THE LATEST Royal Bank of Scotland PMI® indicated a further deterioration across the Scottish private sector at the end of 2023. That said, at 49.4 in December, up from 47.1 in November, the Output Index signalled that private sector activity fell at the slowest pace in the current four-month downturn. The latest decline was centred on the manufacturing sector, while services firms reported a fresh, albeit marginal, rise in activity.
Moreover, companies raised their staff intakes, with employment rising for the eleventh consecutive month in December. Successful replacement of leavers and expectations of growth allowed firms to increase their hiring activity. Moreover, the rate of job creation across Scotland was the strongest of all the 12 monitored UK regions and nations.
The year ended with another monthly contraction in new business across Scotland, with new orders falling continuously since July. However, the downturn eased and was centred on the manufacturing sector, with respondents citing deteriorating market conditions and higher prices deterring customers.
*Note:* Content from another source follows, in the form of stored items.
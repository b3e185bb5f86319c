//! Credit balance ledger.
//!
//! Holds a single integer balance and converts leaderboard runs into deposits.
//! All values are in **credits**.
//!
//! # Components
//!
//! - [`Ledger`] - Balance owner with deposit/withdraw/adjust/award
//! - [`SharedLedger`] - Mutex-guarded handle for concurrent callers
//! - [`LedgerObserver`] - Hook receiving a [`LedgerEvent`] per operation
//! - [`TracingObserver`] - Observer that logs events with `tracing`
//! - [`RewardConfig`] - Reward formula parameters loaded from configuration
//! - [`RewardArgs`] - CLI overrides for [`RewardConfig`]
//!
//! The balance never goes negative: withdrawals beyond the available credits
//! fail with [`LedgerError::InsufficientFunds`].

pub mod args;
mod config;
mod error;
mod event;
mod ledger;
mod metrics;
mod observer;
mod shared;

pub use args::RewardArgs;
pub use config::RewardConfig;
pub use error::{LedgerError, LedgerOperation};
pub use event::LedgerEvent;
pub use ledger::Ledger;
pub use observer::{FnObserver, LedgerObserver, TracingObserver, observer_fn};
pub use shared::SharedLedger;

pub use crate::metrics::LedgerMetrics;

pub use lapcredits_bonus::{
    BonusCalculator, BonusPolicy, BonusTable, NoBonus, Rank, RankThresholds, Reward,
    RewardFormula,
};
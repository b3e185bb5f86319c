//! Logging configuration.

use eyre::{Result, eyre};
use tracing_subscriber::EnvFilter;

use crate::cli::LogArgs;

/// Initialize logging based on command line arguments.
///
/// The filter is built with the following precedence:
/// 1. If `--quiet` is set, only errors are shown
/// 2. Otherwise, start with `RUST_LOG` env var if set, or a level derived from `-v`
/// 3. Apply any custom directives from `--log.filter`
pub(crate) fn init_logging(args: &LogArgs) -> Result<()> {
    tracing_subscriber::fmt()
        .with_env_filter(build_filter(args))
        .with_writer(std::io::stderr)
        .without_time()
        .try_init()
        .map_err(|e| eyre!(e))
}

fn build_filter(args: &LogArgs) -> EnvFilter {
    if args.quiet {
        return EnvFilter::new("error");
    }

    let base_level = match args.verbosity {
        0 => "warn",
        1 => "info",
        2 => "debug",
        _ => "trace",
    };

    let mut filter =
        EnvFilter::try_from_default_env().unwrap_or_else(|_| EnvFilter::new(base_level));

    if let Some(custom_filter) = &args.filter {
        for directive in custom_filter.split(',') {
            if let Ok(d) = directive.parse() {
                filter = filter.add_directive(d);
            }
        }
    }

    filter
}
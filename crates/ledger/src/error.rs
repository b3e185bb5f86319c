//! Ledger error types.

use lapcredits_bonus::RewardError;

/// Ledger operation that produced an event or error.
#[derive(Debug, Clone, Copy, PartialEq, Eq, strum::Display, strum::IntoStaticStr)]
#[strum(serialize_all = "snake_case")]
pub enum LedgerOperation {
    Deposit,
    Withdraw,
    Award,
}

/// Errors that can occur during ledger operations.
///
/// Validation always precedes mutation, so the balance is unchanged whenever
/// one of these is returned.
#[derive(Debug, Clone, PartialEq, thiserror::Error)]
pub enum LedgerError {
    /// Amount was negative.
    #[error("amount must be non-negative, got {amount}")]
    InvalidAmount { amount: i64 },

    /// Withdrawal exceeds the current balance.
    #[error("insufficient funds: requested {requested}, available {available}")]
    InsufficientFunds { requested: u64, available: i64 },

    /// Elapsed time was zero, negative or not a number.
    #[error("elapsed time must be positive, got {elapsed}")]
    InvalidDuration { elapsed: f64 },

    /// Balance would exceed `i64::MAX`.
    #[error("deposit of {amount} overflows balance {balance}")]
    Overflow { balance: i64, amount: i64 },
}

impl From<RewardError> for LedgerError {
    fn from(err: RewardError) -> Self {
        match err {
            RewardError::InvalidDuration { elapsed } => Self::InvalidDuration { elapsed },
            RewardError::NegativeBase { base } => Self::InvalidAmount { amount: base },
        }
    }
}
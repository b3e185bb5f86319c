//! Thread-safe ledger handle.

use std::sync::Arc;

use lapcredits_bonus::{BonusCalculator, BonusPolicy, RankThresholds};
use parking_lot::Mutex;

use crate::{Ledger, LedgerError};

/// Handle to a mutex-guarded [`Ledger`]. Cheap to clone.
///
/// Each operation holds the lock for its whole duration.
pub struct SharedLedger<P = BonusCalculator> {
    inner: Arc<Mutex<Ledger<P>>>,
}

impl<P> Clone for SharedLedger<P> {
    fn clone(&self) -> Self {
        Self {
            inner: Arc::clone(&self.inner),
        }
    }
}

impl<P> From<Ledger<P>> for SharedLedger<P> {
    fn from(ledger: Ledger<P>) -> Self {
        Self {
            inner: Arc::new(Mutex::new(ledger)),
        }
    }
}

impl<P: BonusPolicy> SharedLedger<P> {
    pub fn new(ledger: Ledger<P>) -> Self {
        Self::from(ledger)
    }

    pub fn balance(&self) -> i64 {
        self.inner.lock().balance()
    }

    pub fn deposit(&self, amount: i64) -> Result<i64, LedgerError> {
        self.inner.lock().deposit(amount)
    }

    pub fn withdraw(&self, amount: i64) -> Result<i64, LedgerError> {
        self.inner.lock().withdraw(amount)
    }

    pub fn adjust(&self, delta: i64) -> Result<i64, LedgerError> {
        self.inner.lock().adjust(delta)
    }

    pub fn award(
        &self,
        elapsed: f64,
        thresholds: Option<&RankThresholds>,
    ) -> Result<i64, LedgerError> {
        self.inner.lock().award(elapsed, thresholds)
    }

    pub fn award_with_base(
        &self,
        elapsed: f64,
        base_credits: i64,
        thresholds: Option<&RankThresholds>,
    ) -> Result<i64, LedgerError> {
        self.inner
            .lock()
            .award_with_base(elapsed, base_credits, thresholds)
    }

    /// Run several operations under one lock.
    pub fn with_ledger<R>(&self, f: impl FnOnce(&mut Ledger<P>) -> R) -> R {
        f(&mut self.inner.lock())
    }
}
In contrast, a fresh rise in new work was noted at services providers.
In contrast to Scotland, new business rose across the UK as a whole for the first time in six months.
Expectations strengthened in December, with private sector companies across Scotland anticipating a rise in output in 2024. The degree of confidence was the strongest in seven months and broadly in line with the historical average since 2012. Optimism largely stemmed from hopes that improvements in markets, as well as increased advertising, new contracts and products would bolster growth in activity.
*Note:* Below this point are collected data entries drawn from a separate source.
//! Figment-based configuration loading.
//!
//! Configuration priority (highest wins):
//! 1. CLI arguments (applied after Figment load)
//! 2. Config file (TOML)
//! 3. Environment variables (`LAPCREDITS_` prefix, `__` between sections)
//! 4. Defaults
//!
//! ```toml
//! default_percent = 1
//!
//! [reward]
//! base_multiplier = 500
//! base_credits = 10
//!
//! [[bonus]]
//! rank = 1
//! percent = 50
//!
//! [[leaderboard]]
//! rank = 1
//! threshold = 50.0
//! ```

use std::path::Path;

use eyre::{Result, WrapErr, bail};
use figment::{
    Figment,
    providers::{Env, Format, Serialized, Toml},
};
use lapcredits_bonus::{BonusTable, DEFAULT_BONUS_PERCENT, RankBonus, RankThresholds};
use lapcredits_ledger::{RewardArgs, RewardConfig};
use serde::{Deserialize, Serialize};

/// Complete configuration. Every section is optional.
#[derive(Debug, Clone, PartialEq, Serialize, Deserialize)]
#[serde(default)]
pub(crate) struct LapcreditsConfig {
    /// Reward formula parameters
    pub(crate) reward: RewardConfig,

    /// Bonus percentage for unlisted ranks and non-qualifying times
    pub(crate) default_percent: u32,

    /// Rank bonuses; empty means the built-in table
    pub(crate) bonus: Vec<RankBonus>,

    /// Leaderboard used when none is given on the command line
    pub(crate) leaderboard: Option<RankThresholds>,
}

impl Default for LapcreditsConfig {
    fn default() -> Self {
        Self {
            reward: RewardConfig::default(),
            default_percent: DEFAULT_BONUS_PERCENT,
            bonus: Vec::new(),
            leaderboard: None,
        }
    }
}

impl LapcreditsConfig {
    /// Load configuration from defaults, environment, and config file.
    /// CLI overrides should be applied separately after loading.
    pub(crate) fn load(config_path: Option<&Path>) -> Result<Self> {
        let mut figment = Figment::new()
            .merge(Serialized::defaults(Self::default()))
            .merge(Env::prefixed("LAPCREDITS_").split("__"));

        if let Some(path) = config_path {
            if !path.exists() {
                bail!("config file {} does not exist", path.display());
            }
            figment = figment.merge(Toml::file(path));
        }

        figment.extract().wrap_err("Failed to load configuration")
    }

    /// Apply command line arguments to override the configuration.
    pub(crate) fn apply_cli_args(&mut self, reward_args: &RewardArgs) {
        self.reward.apply_cli_args(reward_args);
    }

    /// Bonus table described by this configuration.
    pub(crate) fn bonus_table(&self) -> BonusTable {
        if self.bonus.is_empty() {
            return BonusTable::new(BonusTable::default().iter(), self.default_percent);
        }
        BonusTable::new(self.bonus.iter().copied(), self.default_percent)
    }
}

#[cfg(test)]
mod tests {
    use super::*;
    use figment::Jail;
    use lapcredits_bonus::Rank;

    const CONFIG_FILE: &str = "lapcredits.toml";

    fn load(jail: &Jail, contents: &str) -> figment::Result<LapcreditsConfig> {
        jail.create_file(CONFIG_FILE, contents)?;
        LapcreditsConfig::load(Some(Path::new(CONFIG_FILE))).map_err(|e| format!("{e:#}").into())
    }

    #[test]
    fn test_defaults_without_file() {
        Jail::expect_with(|_| {
            let config = LapcreditsConfig::load(None).map_err(|e| e.to_string())?;

            assert_eq!(config, LapcreditsConfig::default());
            assert_eq!(config.bonus_table(), BonusTable::default());
            Ok(())
        });
    }

    #[test]
    fn test_empty_file() {
        Jail::expect_with(|jail| {
            let config = load(jail, "")?;

            assert_eq!(config, LapcreditsConfig::default());
            Ok(())
        });
    }

    #[test]
    fn test_load_from_file() {
        Jail::expect_with(|jail| {
            let config = load(
                jail,
                r#"
                default_percent = 0

                [reward]
                base_multiplier = 1000
                base_credits = 2

                [[bonus]]
                rank = 1
                percent = 100

                [[leaderboard]]
                rank = 1
                threshold = 30.0

                [[leaderboard]]
                rank = 2
                threshold = 60.5
                "#,
            )?;

            assert_eq!(config.reward.base_multiplier, 1000);
            assert_eq!(config.reward.base_credits, 2);

            let table = config.bonus_table();
            assert_eq!(table.percentage(Rank::FIRST), 100);
            assert_eq!(table.percentage(Rank::new(2).expect("non-zero")), 0);

            let leaderboard = config.leaderboard.expect("leaderboard present");
            assert_eq!(leaderboard.len(), 2);
            assert_eq!(leaderboard.get(Rank::FIRST), Some(30.0));
            Ok(())
        });
    }

    #[test]
    fn test_partial_section_keeps_defaults() {
        Jail::expect_with(|jail| {
            let config = load(jail, "[reward]\nbase_credits = 3")?;

            assert_eq!(config.reward.base_credits, 3);
            assert_eq!(config.reward.base_multiplier, 500);
            Ok(())
        });
    }

    #[test]
    fn test_env_overrides_defaults() {
        Jail::expect_with(|jail| {
            jail.set_env("LAPCREDITS_REWARD__BASE_CREDITS", "7");
            jail.set_env("LAPCREDITS_DEFAULT_PERCENT", "4");

            let config = LapcreditsConfig::load(None).map_err(|e| e.to_string())?;

            assert_eq!(config.reward.base_credits, 7);
            assert_eq!(config.reward.base_multiplier, 500);
            assert_eq!(config.default_percent, 4);
            Ok(())
        });
    }

    #[test]
    fn test_file_overrides_env() {
        Jail::expect_with(|jail| {
            jail.set_env("LAPCREDITS_REWARD__BASE_CREDITS", "7");
            let config = load(jail, "[reward]\nbase_credits = 20")?;

            assert_eq!(config.reward.base_credits, 20);
            Ok(())
        });
    }

    #[test]
    fn test_cli_args_override_file() {
        Jail::expect_with(|jail| {
            let mut config = load(jail, "[reward]\nbase_multiplier = 1000\nbase_credits = 20")?;

            config.apply_cli_args(&RewardArgs {
                base_multiplier: None,
                base_credits: Some(10),
            });

            assert_eq!(config.reward.base_credits, 10);
            assert_eq!(config.reward.base_multiplier, 1000);
            Ok(())
        });
    }

    #[test]
    fn test_default_percent_applies_to_builtin_table() {
        Jail::expect_with(|jail| {
            let config = load(jail, "default_percent = 5")?;
            let table = config.bonus_table();

            assert_eq!(table.percentage(Rank::FIRST), 50);
            assert_eq!(table.percentage(Rank::new(9).expect("non-zero")), 5);
            Ok(())
        });
    }

    #[test]
    fn test_missing_file_rejected() {
        Jail::expect_with(|_| {
            assert!(LapcreditsConfig::load(Some(Path::new("missing.toml"))).is_err());
            Ok(())
        });
    }

    #[test]
    fn test_invalid_rank_rejected() {
        Jail::expect_with(|jail| {
            assert!(load(jail, "[[leaderboard]]\nrank = 0\nthreshold = 30.0").is_err());
            Ok(())
        });
    }

    #[test]
    fn test_invalid_threshold_rejected() {
        Jail::expect_with(|jail| {
            assert!(load(jail, "[[leaderboard]]\nrank = 1\nthreshold = -3.0").is_err());
            Ok(())
        });
    }

    #[test]
    fn test_duplicate_leaderboard_rank_rejected() {
        Jail::expect_with(|jail| {
            let contents = "[[leaderboard]]\nrank = 1\nthreshold = 30.0\n\n\
                            [[leaderboard]]\nrank = 1\nthreshold = 60.0";
            assert!(load(jail, contents).is_err());
            Ok(())
        });
    }
}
That said, the level of positive sentiment across Scotland was again weaker than the UK-wide average.
December data revealed a rise in employment across Scotland, thereby stretching the current run of growth to 11 months. Scottish businesses were keen to fill vacant positions and replace leavers. Moreover, hopes of improved demand conditions encouraged some firms to raise their current staffing levels.
Though the rate of increase eased slightly from November and was modest overall, it was the strongest of all 12 UK nations and regions. London and Northern Ireland were the only other UK areas to record higher employment in December.
Reduced levels of work and sustained growth in employment meant that outstanding business declined for an eighth consecutive month across Scotland’s private sector in December. The downturn was the most marked since January 2023 and sharp overall. Some firms also noted that improved availability of materials helped companies to work through backlogs.
The rate of depletion across Scotland outpaced the UK-wide average.
Average cost burdens faced by private sector companies in Scotland rose sharply in December. Surveyed businesses often attributed this to higher labour, shipping and fuel costs. That said, the rate of input price inflation eased to the slowest since February 2021, with both monitored sectors recording softer rates of inflation than in November.
Cost burdens also rose at the UK level, and at a quicker pace than in Scotland.
Adjusted for seasonal variance, the Output Prices Index registered above the neutral 50.0 threshold in December to indicate an increase in selling prices. The rate of growth ticked up to a three-month high and was historically strong. Firms attributed higher charges to rising cost burdens, with some firms also looking to increase their margins.
Charges levied by firms across Scotland rose at a broadly similar rate to that seen for the UK as a whole.
Judith Cruickshank, Chair, Scotland Board, Royal Bank of Scotland, commented:
“Firms in Scotland recorded a contraction in private sector output during December, with the manufacturing sector weighing heavily on overall performance. However, the latest downturn was modest overall and the weakest in four months, in part reflecting a fresh, albeit marginal, expansion in business activity across services firms.
“Employment levels continued to rise, indicating that companies anticipate higher business volumes in the coming months. Job creation was also the strongest in the UK. In terms of inflation, input prices rose at the slowest rate in nearly three years and one below the long-run average, although charge inflation remained historically high.”